West Lakeview runs west of Southport toward Ashland and has the most genuinely residential character of the five sub-areas - quieter streets, slightly more accessible pricing than the Southport Corridor or Boystown. Good Brown Line access at Paulina and Addison. This is where buyers who love Lakeview but find the more commercial sub-areas slightly too loud or slightly over budget most often end up - and where they tend to stay for a long time.

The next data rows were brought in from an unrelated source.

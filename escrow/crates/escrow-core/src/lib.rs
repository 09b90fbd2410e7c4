//! Core primitives for milestone escrow.
//!
//! A developer commissions work from a contractor; the work is split into
//! ordered milestones that each walk their own lifecycle. Every change to a job
//! is expressed as a [`Transition`] that consumes the previous version of the
//! record and produces its successor, and the [`JobContract`] decides whether
//! that transition is legal:
//!
//! * [`model`]: job records, milestones, parties and amounts.
//! * [`command`]: the closed set of commands and the status rule each one
//!   enforces on its target milestone.
//! * [`settlement`]: the cash leg that pays for a milestone.
//! * [`policy`]: validation switches loaded from configuration.
//! * [`contract`]: the validator itself.
//!
//! Nothing in this crate performs I/O or holds shared state, so the validator
//! can be called from any number of threads at once.

pub mod command;
pub mod contract;
pub mod model;
pub mod policy;
pub mod settlement;
pub mod transition;

mod error;

#[cfg(test)]
mod property_tests;

pub use command::{Command, JobCommand, Role, Signers, StatusRule};
pub use contract::{verify, JobContract};
pub use error::{ModelError, ValidationError};
pub use model::{Amount, Currency, JobState, LinearId, Milestone, MilestoneStatus, Party, PublicKey};
pub use policy::Policy;
pub use settlement::{CashCommand, CashState, Settlement};
pub use transition::Transition;
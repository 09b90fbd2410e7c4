//! Signature collection and signer-set resolution.
//!
//! Parties sign the SHA-256 digest of a transition's canonical JSON. Before a
//! transition reaches the validator, every attached signature is checked and
//! the verified keys must cover the signer set declared on its command.

use std::collections::BTreeSet;

use ed25519_dalek::{Signature, Signer, SigningKey, VerifyingKey};
use escrow_core::{PublicKey, Transition};
use rand::{rngs::OsRng, RngCore};
use serde::{Deserialize, Serialize};
use sha2::{Digest, Sha256};

const DIGEST_DOMAIN: &[u8] = b"escrow-transition-v1";

pub fn transition_digest(tx: &Transition) -> Result<[u8; 32], SignatureError> {
    let encoded = serde_json::to_vec(tx)?;
    let mut hasher = Sha256::new();
    hasher.update(DIGEST_DOMAIN);
    hasher.update(&encoded);
    Ok(hasher.finalize().into())
}

#[derive(Clone, Debug, Serialize, Deserialize, PartialEq, Eq)]
pub struct PartySignature {
    pub key: PublicKey,
    #[serde(with = "crate::signing::serde_bytes")]
    pub signature: Vec<u8>,
}

/// A transition together with the signatures collected so far.
#[derive(Clone, Debug, Serialize, Deserialize, PartialEq, Eq)]
pub struct SignedTransition {
    pub tx: Transition,
    #[serde(default)]
    pub signatures: Vec<PartySignature>,
}

impl SignedTransition {
    pub fn new(tx: Transition) -> Self {
        Self {
            tx,
            signatures: Vec::new(),
        }
    }

    pub fn digest(&self) -> Result<[u8; 32], SignatureError> {
        transition_digest(&self.tx)
    }

    /// Adds (or replaces) the signature of `signing_key`.
    pub fn sign(&mut self, signing_key: &SigningKey) -> Result<PublicKey, SignatureError> {
        let digest = self.digest()?;
        let signature = signing_key.sign(&digest);
        let key = public_key(signing_key);
        self.signatures.retain(|s| s.key != key);
        self.signatures.push(PartySignature {
            key,
            signature: signature.to_bytes().to_vec(),
        });
        Ok(key)
    }

    /// Checks every attached signature and returns the keys that signed.
    pub fn resolve_signers(&self) -> Result<BTreeSet<PublicKey>, SignatureError> {
        let digest = self.digest()?;
        let mut verified = BTreeSet::new();
        for sig in &self.signatures {
            let key = VerifyingKey::from_bytes(sig.key.as_bytes())
                .map_err(|_| SignatureError::MalformedKey(sig.key))?;
            let signature = Signature::from_slice(&sig.signature)
                .map_err(|_| SignatureError::MalformedSignature(sig.key))?;
            key.verify_strict(&digest, &signature)
                .map_err(|_| SignatureError::InvalidSignature(sig.key))?;
            verified.insert(sig.key);
        }
        Ok(verified)
    }

    /// Like [`Self::resolve_signers`], and additionally requires a signature
    /// from every key the command declares.
    pub fn verify_signatures(&self) -> Result<BTreeSet<PublicKey>, SignatureError> {
        let verified = self.resolve_signers()?;
        let missing: Vec<PublicKey> = self
            .tx
            .command
            .signers
            .difference(&verified)
            .copied()
            .collect();
        if !missing.is_empty() {
            return Err(SignatureError::MissingSignatures { missing });
        }
        Ok(verified)
    }
}

pub fn public_key(signing_key: &SigningKey) -> PublicKey {
    PublicKey(signing_key.verifying_key().to_bytes())
}

pub fn generate_signing_key() -> SigningKey {
    let mut sk_bytes = [0u8; 32];
    OsRng.fill_bytes(&mut sk_bytes);
    SigningKey::from_bytes(&sk_bytes)
}

pub fn parse_signing_key(sk_hex: &str) -> Result<SigningKey, SignatureError> {
    let bytes = hex::decode(sk_hex.trim())
        .map_err(|e| SignatureError::InvalidSecretKey(e.to_string()))?;
    let arr: [u8; 32] = bytes
        .try_into()
        .map_err(|_| SignatureError::InvalidSecretKey("expected 32 bytes (64 hex chars)".into()))?;
    Ok(SigningKey::from_bytes(&arr))
}

#[derive(Debug, thiserror::Error)]
pub enum SignatureError {
    #[error("unable to encode transition: {0}")]
    Encode(#[from] serde_json::Error),
    #[error("invalid secret key: {0}")]
    InvalidSecretKey(String),
    #[error("key {0} is not a valid ed25519 public key")]
    MalformedKey(PublicKey),
    #[error("malformed signature from {0}")]
    MalformedSignature(PublicKey),
    #[error("invalid signature from {0}")]
    InvalidSignature(PublicKey),
    #[error("missing signatures from {}", join_keys(.missing))]
    MissingSignatures { missing: Vec<PublicKey> },
}

fn join_keys(keys: &[PublicKey]) -> String {
    keys.iter()
        .map(PublicKey::to_hex)
        .collect::<Vec<_>>()
        .join(", ")
}


pub(crate) mod serde_bytes {
    use serde::{de::Error, Deserialize, Deserializer, Serializer};

    pub fn serialize<S>(value: &Vec<u8>, serializer: S) -> Result<S::Ok, S::Error>
    where
        S: Serializer,
    {
        serializer.serialize_str(&hex::encode(value))
    }

    pub fn deserialize<'de, D>(deserializer: D) -> Result<Vec<u8>, D::Error>
    where
        D: Deserializer<'de>,
    {
        let encoded = String::deserialize(deserializer)?;
        hex::decode(&encoded).map_err(D::Error::custom)
    }
}
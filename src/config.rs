//! CLI configuration loaded from an optional TOML file.

use std::{fs, path::Path};

use escrow_core::Policy;
use serde::Deserialize;

use crate::errors::{CliError, Result};

/// Environment variable naming the config file when `--config` is absent.
pub const CONFIG_ENV: &str = "ESCROW_CONFIG";

#[derive(Debug, Clone, Default, PartialEq, Eq, Deserialize)]
#[serde(default, deny_unknown_fields)]
pub struct Config {
    /// Validator switches, see `[policy]`.
    pub policy: Policy,
}

impl Config {
    /// Reads `path` when given, otherwise falls back to the defaults.
    pub fn load(path: Option<&Path>) -> Result<Self> {
        match path {
            Some(path) => Self::from_file(path),
            None => Ok(Self::default()),
        }
    }

    pub fn from_file(path: &Path) -> Result<Self> {
        let raw = fs::read_to_string(path).map_err(|source| CliError::Read {
            path: path.to_path_buf(),
            source,
        })?;
        toml::from_str(&raw).map_err(|source| CliError::Config {
            path: path.to_path_buf(),
            source,
        })
    }
}
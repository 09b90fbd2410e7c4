use thiserror::Error;

use crate::command::Role;
use crate::model::MilestoneStatus;

/// Errors raised while building or decoding model values.
#[derive(Debug, Clone, PartialEq, Eq, Error)]
pub enum ModelError {
    /// A milestone index does not exist in the job.
    #[error("there is no milestone at index {index} (job has {len} milestones)")]
    NoSuchMilestone { index: usize, len: usize },

    /// Hex-encoded key material had the wrong shape.
    #[error("invalid key: {0}")]
    InvalidKey(String),

    /// Hex-encoded identifier had the wrong shape.
    #[error("invalid linear id: {0}")]
    InvalidLinearId(String),

    /// Currency codes are upper-case ASCII letters.
    #[error("invalid currency code {0:?}")]
    InvalidCurrency(String),
}

/// Reason a transition was rejected by the [`crate::JobContract`].
///
/// Every variant renders to a fixed sentence naming the rule that failed.
#[derive(Debug, Clone, PartialEq, Eq, Error)]
pub enum ValidationError {
    #[error("No JobState inputs should be consumed.")]
    InputsConsumed,

    #[error("One JobState input should be consumed.")]
    ExpectedOneInput,

    #[error("One JobState output should be produced.")]
    ExpectedOneOutput,

    #[error("The job should have at least one milestone.")]
    NoMilestones,

    #[error("The developer and the contractor should be different parties.")]
    SameParties,

    #[error("All the milestones should be unstarted.")]
    MilestonesNotUnstarted,

    #[error("All the milestones should share the same currency.")]
    MixedCurrencies,

    #[error("The milestone index {index} is out of bounds for a job with {len} milestones.")]
    IndexOutOfBounds { index: usize, len: usize },

    #[error("The modified milestone should have an input status of {expected}.")]
    InputStatus { expected: MilestoneStatus },

    #[error("The modified milestone should have an output status of {expected}.")]
    OutputStatus { expected: MilestoneStatus },

    #[error("The modified milestone's description and amount shouldn't change.")]
    MilestoneTermsChanged,

    #[error("All the other milestones should be unmodified.")]
    OtherMilestonesModified,

    #[error("Only the modified milestone's status should change.")]
    JobTermsChanged,

    #[error("The developer and the contractor should be required signers.")]
    MissingPartySigners,

    #[error("The {0} should be a required signer.")]
    MissingSigner(Role),

    #[error("Only a PayMilestone transition may carry a cash settlement.")]
    UnexpectedSettlement,

    #[error("The Cash command should be Move.")]
    CashCommandNotMove,

    #[error("The cash inputs should all be owned by the developer.")]
    ForeignCashInput,

    #[error("The cash inputs and outputs should all be in the same currency as the modified milestone.")]
    CashCurrencyMismatch,

    #[error("The cash inputs and outputs should have the same value.")]
    CashValueMismatch,

    #[error("The cash outputs owned by the contractor should have the same value as the modified milestone.")]
    ContractorUnderpaid,

    #[error("The PayMilestone transition should carry a cash settlement.")]
    MissingSettlement,
}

| Sub-Neighborhood | Housing Types | Transit | School | Vibe |
|---|---|---|---|---|
| East Lakeview | High-rises, mid-rises, courtyard buildings, condos, some single-family homes | Red, Brown, and Purple Lines at Belmont | Nettelhorst, Hawthorne | Urban, lakefront, active |
| Boystown | Condos, vintage walk-ups, courtyard buildings, some single-family homes | Red, Brown, and Purple Lines at Belmont | Nettelhorst, Hawthorne | Vibrant, social, energetic |
| Wrigleyville | Condos, two-flats, three-flats, luxury single-family homes | Red Line at Addison, Brown Line nearby | Verify by address | High-energy near the ballpark, quieter west of Clark |
| Southport Corridor | Single-family homes, two-flats, three-flats, luxury condos | Brown Line at Southport | Blaine | Polished, residential, village-like |
| West Lakeview | Condos, two-flats, single-family homes | Brown Line at Paulina and Addison | Burley, Hamilton | Residential, quieter, practical |
School assignments are address-specific. Always verify through the CPS School Locator.
Not sure which part of Lakeview fits your budget, commute, and lifestyle? Schedule a private Lakeview neighborhood consultation and I will help you narrow it down block by block.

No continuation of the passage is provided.